EXERCISE: Quote every line of the material beneath this one.

SOURCE MATERIAL:
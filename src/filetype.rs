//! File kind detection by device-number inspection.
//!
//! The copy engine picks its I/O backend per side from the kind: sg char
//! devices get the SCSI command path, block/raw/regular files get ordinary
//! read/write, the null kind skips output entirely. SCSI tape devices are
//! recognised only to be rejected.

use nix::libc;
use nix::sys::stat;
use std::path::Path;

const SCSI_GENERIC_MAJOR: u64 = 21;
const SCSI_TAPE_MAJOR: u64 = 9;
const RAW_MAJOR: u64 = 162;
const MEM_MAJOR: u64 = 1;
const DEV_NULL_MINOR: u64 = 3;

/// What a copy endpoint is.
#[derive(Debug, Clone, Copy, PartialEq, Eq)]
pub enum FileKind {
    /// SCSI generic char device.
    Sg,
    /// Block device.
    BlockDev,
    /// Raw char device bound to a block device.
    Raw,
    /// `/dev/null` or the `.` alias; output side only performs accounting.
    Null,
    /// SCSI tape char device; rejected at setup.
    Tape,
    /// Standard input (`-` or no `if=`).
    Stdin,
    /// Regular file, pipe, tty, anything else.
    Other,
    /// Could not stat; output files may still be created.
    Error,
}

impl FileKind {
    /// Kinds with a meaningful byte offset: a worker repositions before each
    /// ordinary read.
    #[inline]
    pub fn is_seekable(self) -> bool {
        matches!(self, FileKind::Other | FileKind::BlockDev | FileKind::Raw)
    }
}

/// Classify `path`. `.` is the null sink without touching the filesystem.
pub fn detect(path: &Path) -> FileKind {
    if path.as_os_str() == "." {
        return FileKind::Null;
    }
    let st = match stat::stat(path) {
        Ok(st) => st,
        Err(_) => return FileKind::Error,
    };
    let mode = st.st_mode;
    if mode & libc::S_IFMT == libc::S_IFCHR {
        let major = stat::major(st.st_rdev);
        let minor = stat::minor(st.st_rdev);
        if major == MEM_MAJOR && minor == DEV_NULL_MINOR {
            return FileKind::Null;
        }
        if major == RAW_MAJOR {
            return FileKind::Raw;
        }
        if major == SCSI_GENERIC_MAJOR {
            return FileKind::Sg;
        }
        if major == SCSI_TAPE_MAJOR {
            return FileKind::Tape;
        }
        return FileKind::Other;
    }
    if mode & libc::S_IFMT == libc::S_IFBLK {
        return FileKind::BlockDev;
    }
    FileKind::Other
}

RESULT FOR THIS TASK:
filename src/filetype.rs
//! File kind detection by device-number inspection.
//!
//! The copy engine picks its I/O backend per side from the kind: sg char
//! devices get the SCSI command path, block/raw/regular files get ordinary
//! read/write, the null kind skips output entirely. SCSI tape devices are
//! recognised only to be rejected.

use nix::libc;
use nix::sys::stat;
use std::path::Path;

const SCSI_GENERIC_MAJOR: u64 = 21;
const SCSI_TAPE_MAJOR: u64 = 9;
const RAW_MAJOR: u64 = 162;
const MEM_MAJOR: u64 = 1;
const DEV_NULL_MINOR: u64 = 3;

/// What a copy endpoint is.
#[derive(Debug, Clone, Copy, PartialEq, Eq)]
pub enum FileKind {
    /// SCSI generic char device.
    Sg,
    /// Block device.
    BlockDev,
    /// Raw char device bound to a block device.
    Raw,
    /// `/dev/null` or the `.` alias; output side only performs accounting.
    Null,
    /// SCSI tape char device; rejected at setup.
    Tape,
    /// Standard input (`-` or no `if=`).
    Stdin,
    /// Regular file, pipe, tty, anything else.
    Other,
    /// Could not stat; output files may still be created.
    Error,
}

impl FileKind {
    /// Kinds with a meaningful byte offset: a worker repositions before each
    /// ordinary read.
    #[inline]
    pub fn is_seekable(self) -> bool {
        matches!(self, FileKind::Other | FileKind::BlockDev | FileKind::Raw)
    }
}

/// Classify `path`. `.` is the null sink without touching the filesystem.
pub fn detect(path: &Path) -> FileKind {
    if path.as_os_str() == "." {
        return FileKind::Null;
    }
    let st = match stat::stat(path) {
        Ok(st) => st,
        Err(_) => return FileKind::Error,
    };
    let mode = st.st_mode;
    if mode & libc::S_IFMT == libc::S_IFCHR {
        let major = stat::major(st.st_rdev);
        let minor = stat::minor(st.st_rdev);
        if major == MEM_MAJOR && minor == DEV_NULL_MINOR {
            return FileKind::Null;
        }
        if major == RAW_MAJOR {
            return FileKind::Raw;
        }
        if major == SCSI_GENERIC_MAJOR {
            return FileKind::Sg;
        }
        if major == SCSI_TAPE_MAJOR {
            return FileKind::Tape;
        }
        return FileKind::Other;
    }
    if mode & libc::S_IFMT == libc::S_IFBLK {
        return FileKind::BlockDev;
    }
    FileKind::Other
}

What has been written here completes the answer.